Or, ce qui devrait nous alarmer davantage à mon sens, c’est le miroir que cette affaire tend à notre société. En France, terre de débats et de raison critique, nous semblons de plus en plus enclins à importer des figures étrangères et à acclimater des idéologies dont les fondements contredisent nos principes les plus essentiels. Cette inclination n’est pas anodine : elle dit quelque chose de notre fragilité collective, de notre difficulté à nourrir nos propres débats sans céder à des modèles venus d’ailleurs. Fascinés par ces récits exotiques, nous oublions que nos fractures sont déjà à l’œuvre ici, sous nos yeux : dans la montée des discours de rejet qui stigmatisent l’autre, dans la banalisation d’une haine qui circule désormais comme une monnaie ordinaire, dans l’épuisement progressif du vivre-ensemble qui fut longtemps notre fierté. En acceptant d’être captivés par ces mirages importés, nous risquons de détourner notre regard de ce qui s’effrite à l’intérieur même de notre maison commune.
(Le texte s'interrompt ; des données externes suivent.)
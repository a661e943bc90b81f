//! Cascading property loading
//!
//! A theme is an ordered list of layer ids, base first. Each layer may have
//! a `.properties` source in any of the configured [`PropertySource`]s;
//! sources are consulted in registration order and all of them contribute,
//! so a later source (e.g. a user directory) overrides an earlier one (the
//! embedded theme) for the same layer.

use crate::diagnostics::{DiagnosticKind, Diagnostics};
use crate::properties::PropertyTable;
use std::io;
use std::path::{Path, PathBuf};
use std::sync::Arc;

/// Provider of raw `.properties` text per layer id
pub trait PropertySource: Send + Sync {
    /// Name used in diagnostics
    fn name(&self) -> String;

    /// `Ok(None)` when this source has nothing for `layer`
    fn read(&self, layer: &str) -> io::Result<Option<String>>;
}

/// Sources compiled into the binary
#[derive(Clone, Debug, Default)]
pub struct EmbeddedSource {
    layers: Vec<(&'static str, &'static str)>,
}

impl EmbeddedSource {
    pub fn new() -> Self {
        Self::default()
    }

    pub fn with_layer(mut self, layer: &'static str, text: &'static str) -> Self {
        self.layers.push((layer, text));
        self
    }
}

impl PropertySource for EmbeddedSource {
    fn name(&self) -> String {
        "embedded".to_string()
    }

    fn read(&self, layer: &str) -> io::Result<Option<String>> {
        Ok(self
            .layers
            .iter()
            .find(|(id, _)| *id == layer)
            .map(|(_, text)| text.to_string()))
    }
}

/// `<dir>/<layer>.properties` files
#[derive(Clone, Debug)]
pub struct DirectorySource {
    dir: PathBuf,
}

impl DirectorySource {
    pub fn new(dir: impl Into<PathBuf>) -> Self {
        Self { dir: dir.into() }
    }

    pub fn path_for(&self, layer: &str) -> PathBuf {
        self.dir.join(format!("{layer}.properties"))
    }

    pub fn dir(&self) -> &Path {
        &self.dir
    }
}

impl PropertySource for DirectorySource {
    fn name(&self) -> String {
        self.dir.display().to_string()
    }

    fn read(&self, layer: &str) -> io::Result<Option<String>> {
        match std::fs::read_to_string(self.path_for(layer)) {
            Ok(text) => Ok(Some(text)),
            Err(e) if e.kind() == io::ErrorKind::NotFound => Ok(None),
            Err(e) => Err(e),
        }
    }
}

/// Merged table plus a note of whether any source failed
#[derive(Clone, Debug, Default)]
pub struct LoadedProperties {
    pub table: PropertyTable,
    /// Layers whose source existed but could not be read or parsed
    pub failed_layers: Vec<String>,
}

impl LoadedProperties {
    pub fn is_complete(&self) -> bool {
        self.failed_layers.is_empty()
    }
}

#[derive(Clone, Default)]
pub struct CascadingPropertyLoader {
    sources: Vec<Arc<dyn PropertySource>>,
}

impl CascadingPropertyLoader {
    pub fn new() -> Self {
        Self::default()
    }

    /// Append a source; later sources override earlier ones per layer
    pub fn with_source(mut self, source: impl PropertySource + 'static) -> Self {
        self.sources.push(Arc::new(source));
        self
    }

    pub fn push_source(&mut self, source: Arc<dyn PropertySource>) {
        self.sources.push(source);
    }

    /// Load and merge `chain`, base layer first
    pub fn load(&self, chain: &[&str], diagnostics: &mut Diagnostics) -> LoadedProperties {
        let mut loaded = LoadedProperties::default();

        for layer in chain {
            let mut found = false;
            for source in &self.sources {
                let text = match source.read(layer) {
                    Ok(Some(text)) => text,
                    Ok(None) => continue,
                    Err(e) => {
                        diagnostics.push(
                            DiagnosticKind::UnreadableSource,
                            format!("{layer} from {}: {e}", source.name()),
                        );
                        loaded.failed_layers.push(layer.to_string());
                        continue;
                    }
                };
                found = true;

                match PropertyTable::parse(&text) {
                    Ok(table) => {
                        tracing::trace!(
                            "loaded {} entries for layer {} from {}",
                            table.len(),
                            layer,
                            source.name()
                        );
                        loaded.table.merge(table);
                    }
                    Err(e) => {
                        diagnostics.push(
                            DiagnosticKind::UnreadableSource,
                            format!("{layer} from {}: {e}", source.name()),
                        );
                        loaded.failed_layers.push(layer.to_string());
                    }
                }
            }

            if !found && !loaded.failed_layers.iter().any(|l| l == layer) {
                diagnostics.push(
                    DiagnosticKind::MissingSource,
                    format!("no property source for layer {layer}"),
                );
            }
        }

        loaded
    }
}

#[cfg(test)]
mod tests {
    use super::*;
    use std::fs;

    #[test]
    fn derived_layers_override_base() {
        let loader = CascadingPropertyLoader::new().with_source(
            EmbeddedSource::new()
                .with_layer("base", "key = red\nonly.base = 1")
                .with_layer("derived", "key = blue"),
        );
        let mut diags = Diagnostics::new();
        let loaded = loader.load(&["base", "derived"], &mut diags);

        assert!(loaded.is_complete());
        assert_eq!(loaded.table.get("key"), Some("blue"));
        assert_eq!(loaded.table.get("only.base"), Some("1"));
        assert!(diags.is_empty());
    }

    #[test]
    fn missing_layer_is_not_an_error() {
        let loader = CascadingPropertyLoader::new()
            .with_source(EmbeddedSource::new().with_layer("base", "a = 1"));
        let mut diags = Diagnostics::new();
        let loaded = loader.load(&["base", "empty"], &mut diags);

        assert!(loaded.is_complete());
        assert_eq!(loaded.table.len(), 1);
        assert_eq!(diags.count(DiagnosticKind::MissingSource), 1);
    }

    #[test]
    fn directory_overrides_embedded() {
        let dir = tempfile::tempdir().unwrap();
        fs::write(dir.path().join("base.properties"), "a = 2\nb = 3\n").unwrap();

        let loader = CascadingPropertyLoader::new()
            .with_source(EmbeddedSource::new().with_layer("base", "a = 1"))
            .with_source(DirectorySource::new(dir.path()));
        let mut diags = Diagnostics::new();
        let loaded = loader.load(&["base"], &mut diags);

        assert_eq!(loaded.table.get("a"), Some("2"));
        assert_eq!(loaded.table.get("b"), Some("3"));
        assert!(diags.is_empty());
    }

    #[test]
    fn unreadable_source_is_skipped_and_reported() {
        let dir = tempfile::tempdir().unwrap();
        // invalid UTF-8 cannot be read as text
        fs::write(dir.path().join("derived.properties"), [0xFFu8, 0xFE, 0x00]).unwrap();

        let loader = CascadingPropertyLoader::new()
            .with_source(
                EmbeddedSource::new()
                    .with_layer("base", "a = 1")
                    .with_layer("derived", "a = 2"),
            )
            .with_source(DirectorySource::new(dir.path()));
        let mut diags = Diagnostics::new();
        let loaded = loader.load(&["base", "derived"], &mut diags);

        assert!(!loaded.is_complete());
        assert_eq!(loaded.failed_layers, vec!["derived".to_string()]);
        assert_eq!(loaded.table.get("a"), Some("2"));
        assert_eq!(diags.count(DiagnosticKind::UnreadableSource), 1);
    }
}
La dernière enquête de l’IFOP commandée par la Grande Mosquée de Paris en témoigne : les fractures identitaires, religieuses et idéologiques s’approfondissent. La confiance entre les communautés s’effrite. L’agression antisémite survenue à Yerres, où un homme portant la kippa a été battu et menacé de mort, rappelle avec effroi que la haine ne se nourrit pas seulement de grandes figures médiatisées, mais qu’elle s’enracine au quotidien dans nos rues, nos écoles, nos quartiers. Elle prospère chaque fois que l’on abdique devant la facilité des stéréotypes, chaque fois que l’on préfère l’indignation théâtralisée à l’examen lucide des causes.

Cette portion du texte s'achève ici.